Extracellular Phosphorylation of TIMP-2 by Secreted c-Src Tyrosine Kinase Controls MMP-2 Activity

Javier Sánchez-Pozo; Alexander J Baker-Williams; Mark R Woodford; Renee Bullard; Beiyang Wei; Mehdi Mollapour; William G Stetler-Stevenson; Gennady Bratslavsky; Dimitra Bourboulia

doi:10.1016/j.isci.2018.02.004

Extracellular Phosphorylation of TIMP-2 by Secreted c-Src Tyrosine Kinase Controls MMP-2 Activity

iScience. 2018 Mar 23:1:87-96. doi: 10.1016/j.isci.2018.02.004. Epub 2018 Mar 23.

Authors

Javier Sánchez-Pozo¹, Alexander J Baker-Williams¹, Mark R Woodford¹, Renee Bullard², Beiyang Wei³, Mehdi Mollapour¹, William G Stetler-Stevenson³, Gennady Bratslavsky⁴, Dimitra Bourboulia⁵

Affiliations

¹ Department of Urology, SUNY Upstate Medical University, 750 East Adams Street, Syracuse, NY 13210, USA; Department of Biochemistry and Molecular Biology, SUNY Upstate Medical University, 750 East Adams Street, Syracuse, NY 13210, USA; Upstate Cancer Center, SUNY Upstate Medical University, 750 East Adams Street, Syracuse, NY 13210, USA.
² Department of Urology, SUNY Upstate Medical University, 750 East Adams Street, Syracuse, NY 13210, USA; Department of Biochemistry and Molecular Biology, SUNY Upstate Medical University, 750 East Adams Street, Syracuse, NY 13210, USA.
³ Radiation Oncology Branch, Center for Cancer Research, National Cancer Institute, 9000 Rockville Pike, Bethesda, MD 20892, USA.
⁴ Department of Urology, SUNY Upstate Medical University, 750 East Adams Street, Syracuse, NY 13210, USA; Upstate Cancer Center, SUNY Upstate Medical University, 750 East Adams Street, Syracuse, NY 13210, USA.
⁵ Department of Urology, SUNY Upstate Medical University, 750 East Adams Street, Syracuse, NY 13210, USA; Department of Biochemistry and Molecular Biology, SUNY Upstate Medical University, 750 East Adams Street, Syracuse, NY 13210, USA; Upstate Cancer Center, SUNY Upstate Medical University, 750 East Adams Street, Syracuse, NY 13210, USA. Electronic address: bourmpod@upstate.edu.

Abstract

The tissue inhibitor of metalloproteinases 2 (TIMP-2) is a specific endogenous inhibitor of matrix metalloproteinase 2 (MMP-2), which is a key enzyme that degrades the extracellular matrix and promotes tumor cell invasion.

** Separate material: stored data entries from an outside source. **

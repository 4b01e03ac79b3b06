// src/session.rs - One owned connection to the roof controller
use std::future::Future;
use std::time::Duration;

use async_trait::async_trait;
use tokio::sync::watch;
use tokio::time::{sleep, Instant};

use crate::actions::ActionRegistry;
use crate::config::Config;
use crate::controller::{CommandTargets, RoofLink};
use crate::error::RoofError;
use crate::motion::{
    AbortOutcome, Direction, MotionEvent, MotionState, MotionStateMachine, MotionTiming,
    MoveOutcome, ParkState, PollReport,
};
use crate::protocol::{ContactInfo, Target};
use crate::status::{RoofStatus, StatusAggregator};
use crate::transport::{ByteChannel, Transport};

/// Wait before the single handshake retry.
pub const HANDSHAKE_RETRY_DELAY: Duration = Duration::from_secs(1);

/// The narrow roof interface offered to a dome or observatory layer.
#[async_trait]
pub trait DomeCapability {
    async fn move_roof(&mut self, direction: Direction) -> Result<MoveOutcome, RoofError>;
    /// Closes the roof.
    async fn park(&mut self) -> Result<MoveOutcome, RoofError>;
    /// Opens the roof.
    async fn unpark(&mut self) -> Result<MoveOutcome, RoofError>;
    async fn abort(&mut self) -> Result<AbortOutcome, RoofError>;
    fn park_state(&self) -> ParkState;
}

/// Owns the link, the action slots, the status view and the motion machine.
/// Constructed once at start-up and driven by [`Session::run`] or by explicit
/// [`Session::poll`] calls.
pub struct Session<C> {
    link: RoofLink<C>,
    actions: ActionRegistry,
    status: StatusAggregator,
    motion: MotionStateMachine,
    commands: CommandTargets,
    timing: MotionTiming,
    labels: Vec<String>,
    enabled: Vec<bool>,
    lock_enabled: bool,
    aux_enabled: bool,
    /// Last lock and auxiliary states sent, `None` until known.
    lock_requested: Option<bool>,
    aux_requested: Option<bool>,
    mount_locking: bool,
    updates: watch::Sender<Option<RoofStatus>>,
}

impl<C: ByteChannel> Session<C> {
    pub fn new(config: &Config, channel: C) -> Result<Self, RoofError> {
        let commands = config.command_targets()?;
        let timing = config.motion_timing();
        let transport = Transport::with_byte_timeout(channel, config.byte_timeout());
        let labels: Vec<String> = config.actions.iter().map(|a| a.label.clone()).collect();
        let enabled = config.action_enabled();
        let (updates, _) = watch::channel(None);

        let mut session = Self {
            link: RoofLink::with_press_delay(transport, config.press_delay()),
            actions: ActionRegistry::new()?,
            status: StatusAggregator::new(config.switch_targets()?),
            motion: MotionStateMachine::new(commands.clone(), timing),
            commands,
            timing,
            labels,
            enabled,
            lock_enabled: config.roof.lock_enabled,
            aux_enabled: config.roof.aux_enabled,
            lock_requested: None,
            aux_requested: None,
            mount_locking: false,
            updates,
        };
        session.actions = session.build_registry()?;
        Ok(session)
    }

    pub fn link(&self) -> &RoofLink<C> {
        &self.link
    }

    pub fn link_mut(&mut self) -> &mut RoofLink<C> {
        &mut self.link
    }

    pub fn actions(&self) -> &ActionRegistry {
        &self.actions
    }

    pub fn motion(&self) -> &MotionStateMachine {
        &self.motion
    }

    pub fn last_status(&self) -> Option<&RoofStatus> {
        self.status.last()
    }

    /// Status changes published by [`Session::poll`].
    pub fn subscribe(&self) -> watch::Receiver<Option<RoofStatus>> {
        self.updates.subscribe()
    }

    /// Set by the collaborator while the mount is still parking; closing the
    /// roof is refused meanwhile.
    pub fn set_mount_locking(&mut self, locking: bool) {
        self.mount_locking = locking;
    }

    /// Initial handshake, retried once after [`HANDSHAKE_RETRY_DELAY`].
    pub async fn connect(&mut self) -> Result<ContactInfo, RoofError> {
        let info = match self.link.initial_contact().await {
            Ok(info) => info,
            Err(first) => {
                tracing::warn!("Initial contact with the roof controller failed, retrying: {}", first);
                sleep(HANDSHAKE_RETRY_DELAY).await;
                match self.link.initial_contact().await {
                    Ok(info) => info,
                    Err(e) => {
                        tracing::error!("Unable to establish contact with the roof controller: {}", e);
                        return Err(e);
                    }
                }
            }
        };
        self.actions.set_available(info.action_count);
        tracing::info!("Roof controller version {} connected", info.version);
        Ok(info)
    }

    /// Tears everything down to its initial state and redoes the handshake.
    pub async fn reset_and_reconnect(&mut self) -> Result<ContactInfo, RoofError> {
        tracing::error!(
            "Resetting roof controller session after {} consecutive communication errors",
            self.link.errors().consecutive()
        );
        self.link.reset();
        self.actions = self.build_registry()?;
        self.motion = MotionStateMachine::new(self.commands.clone(), self.timing);
        self.lock_requested = None;
        self.aux_requested = None;
        self.connect().await
    }

    /// One poll step: motion and switches, then the action slots.
    pub async fn poll(&mut self, now: Instant) -> PollReport {
        let mut report = self.motion.poll(&mut self.link, &mut self.status, now).await;
        self.actions.refresh(&mut self.link).await;
        report.reconnect = self.link.errors().should_reconnect();
        if let Some(event) = report.event {
            tracing::debug!("Roof motion event: {:?}", event);
        }
        self.updates.send_if_modified(|current| {
            if *current == Some(report.status) {
                return false;
            }
            *current = Some(report.status);
            true
        });
        report
    }

    /// Polls on the cadence the motion machine asks for until `shutdown`
    /// completes. Connects first, and resets the session whenever the error
    /// threshold is breached.
    pub async fn run<F>(&mut self, shutdown: F) -> Result<(), RoofError>
    where
        F: Future<Output = ()>,
    {
        tokio::pin!(shutdown);
        loop {
            let delay = if self.link.is_connected() {
                let report = self.poll(Instant::now()).await;
                if report.reconnect {
                    if let Err(e) = self.reset_and_reconnect().await {
                        tracing::warn!("Roof controller reconnect failed: {}", e);
                    }
                }
                report.next_delay
            } else {
                match self.connect().await {
                    Ok(_) => Duration::ZERO,
                    Err(_) => self.timing.idle_poll,
                }
            };

            tokio::select! {
                _ = &mut shutdown => {
                    tracing::info!("Roof monitor stopping");
                    return Ok(());
                }
                _ = sleep(delay) => {}
            }
        }
    }

    pub async fn open(&mut self) -> Result<MoveOutcome, RoofError> {
        self.motion
            .request_open(&mut self.link, &mut self.status, Instant::now())
            .await
    }

    pub async fn close(&mut self) -> Result<MoveOutcome, RoofError> {
        self.motion
            .request_close(&mut self.link, &mut self.status, Instant::now(), self.mount_locking)
            .await
    }

    /// Polls until the motion in progress ends. Returns `None` when nothing
    /// was moving; a timeout surfaces as [`RoofError::MotionTimeout`].
    pub async fn wait_for_motion(&mut self) -> Result<Option<MotionEvent>, RoofError> {
        loop {
            if !self.motion.is_moving() && self.motion.state() != MotionState::Aborting {
                return Ok(None);
            }
            let report = self.poll(Instant::now()).await;
            match report.event {
                Some(MotionEvent::TimedOut(direction)) => {
                    return Err(RoofError::MotionTimeout { direction });
                }
                Some(event) => return Ok(Some(event)),
                None => sleep(report.next_delay).await,
            }
        }
    }

    /// Refreshes the switches and evaluates them without advancing motion.
    pub async fn status(&mut self) -> RoofStatus {
        self.status.refresh(&mut self.link).await;
        self.status.evaluate(self.motion.flags(), self.motion.timed_out())
    }

    /// Engages or releases the roof lock. Returns `false` when the requested
    /// state is already held and nothing was sent. Until a state has been
    /// sent, the held state is read back from the lock switch.
    pub async fn set_lock(&mut self, on: bool) -> Result<bool, RoofError> {
        if !self.lock_enabled {
            return Err(RoofError::Unsupported("lock"));
        }
        let switch = self.status.targets().locked.clone();
        if self.held_state(self.lock_requested, &switch, "lock").await == Some(on) {
            tracing::debug!("Roof lock already {}", if on { "engaged" } else { "released" });
            self.lock_requested = Some(on);
            return Ok(false);
        }
        self.link.push_button(&self.commands.lock, on).await?;
        self.lock_requested = Some(on);
        tracing::info!("Roof lock {}", if on { "engaged" } else { "released" });
        Ok(true)
    }

    /// Switches the auxiliary output. Same no-op rule as [`Session::set_lock`].
    pub async fn set_aux(&mut self, on: bool) -> Result<bool, RoofError> {
        if !self.aux_enabled {
            return Err(RoofError::Unsupported("auxiliary"));
        }
        let switch = self.status.targets().aux.clone();
        if self.held_state(self.aux_requested, &switch, "auxiliary").await == Some(on) {
            tracing::debug!("Auxiliary switch already {}", if on { "on" } else { "off" });
            self.aux_requested = Some(on);
            return Ok(false);
        }
        self.link.push_button(&self.commands.aux, on).await?;
        self.aux_requested = Some(on);
        tracing::info!("Auxiliary switch {}", if on { "on" } else { "off" });
        Ok(true)
    }

    pub async fn set_action(&mut self, slot: usize, on: bool) -> Result<bool, RoofError> {
        self.actions.set(&mut self.link, slot, on).await
    }

    /// The state last sent, or what the device switch reports when nothing
    /// has been sent yet. `None` when neither is known.
    async fn held_state(&mut self, requested: Option<bool>, switch: &Target, what: &str) -> Option<bool> {
        if requested.is_some() {
            return requested;
        }
        match self.link.read_switch(switch).await {
            Ok(on) => Some(on),
            Err(e) => {
                tracing::warn!("Unable to read the {} switch, sending anyway: {}", what, e);
                None
            }
        }
    }

    fn build_registry(&self) -> Result<ActionRegistry, RoofError> {
        let mut registry = ActionRegistry::new()?;
        registry.configure(&self.labels);
        registry.restore_enabled(&self.enabled);
        Ok(registry)
    }
}

#[async_trait]
impl<C: ByteChannel> DomeCapability for Session<C> {
    async fn move_roof(&mut self, direction: Direction) -> Result<MoveOutcome, RoofError> {
        match direction {
            Direction::Open => self.open().await,
            Direction::Close => self.close().await,
        }
    }

    async fn park(&mut self) -> Result<MoveOutcome, RoofError> {
        self.close().await
    }

    async fn unpark(&mut self) -> Result<MoveOutcome, RoofError> {
        self.open().await
    }

    async fn abort(&mut self) -> Result<AbortOutcome, RoofError> {
        self.motion.abort(&mut self.link, &mut self.status).await
    }

    fn park_state(&self) -> ParkState {
        self.motion.park_state()
    }
}

impl<C> std::fmt::Debug for Session<C> {
    fn fmt(&self, f: &mut std::fmt::Formatter<'_>) -> std::fmt::Result {
        f.debug_struct("Session")
            .field("link", &self.link)
            .field("actions", &self.actions)
            .field("motion", &self.motion)
            .field("mount_locking", &self.mount_locking)
            .finish()
    }
}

Although the TIMP-2:MMP-2 complex controls proteolysis, the signaling mechanism by which the two proteins associate in the extracellular space remains unidentified. Here we report that TIMP-2 is phosphorylated outside the cell by secreted c-Src tyrosine kinase. As a consequence, phosphorylation at Y90 significantly enhances TIMP-2 potency as an MMP-2 inhibitor and weakens the catalytic action of the active enzyme. TIMP-2 phosphorylation also appears to be essential for its interaction with the latent enzyme proMMP-2 in vivo. Absence of the kinase or non-phosphorylatable Y90 abolishes TIMP-2 binding to the latent enzyme, ultimately hampering proMMP-2 activation. Together, TIMP-2 phosphorylation by secreted c-Src represents a critical extracellular regulatory mechanism that controls the proteolytic function of MMP-2.

Keywords: Biochemistry; Enzymology; Molecular Biology.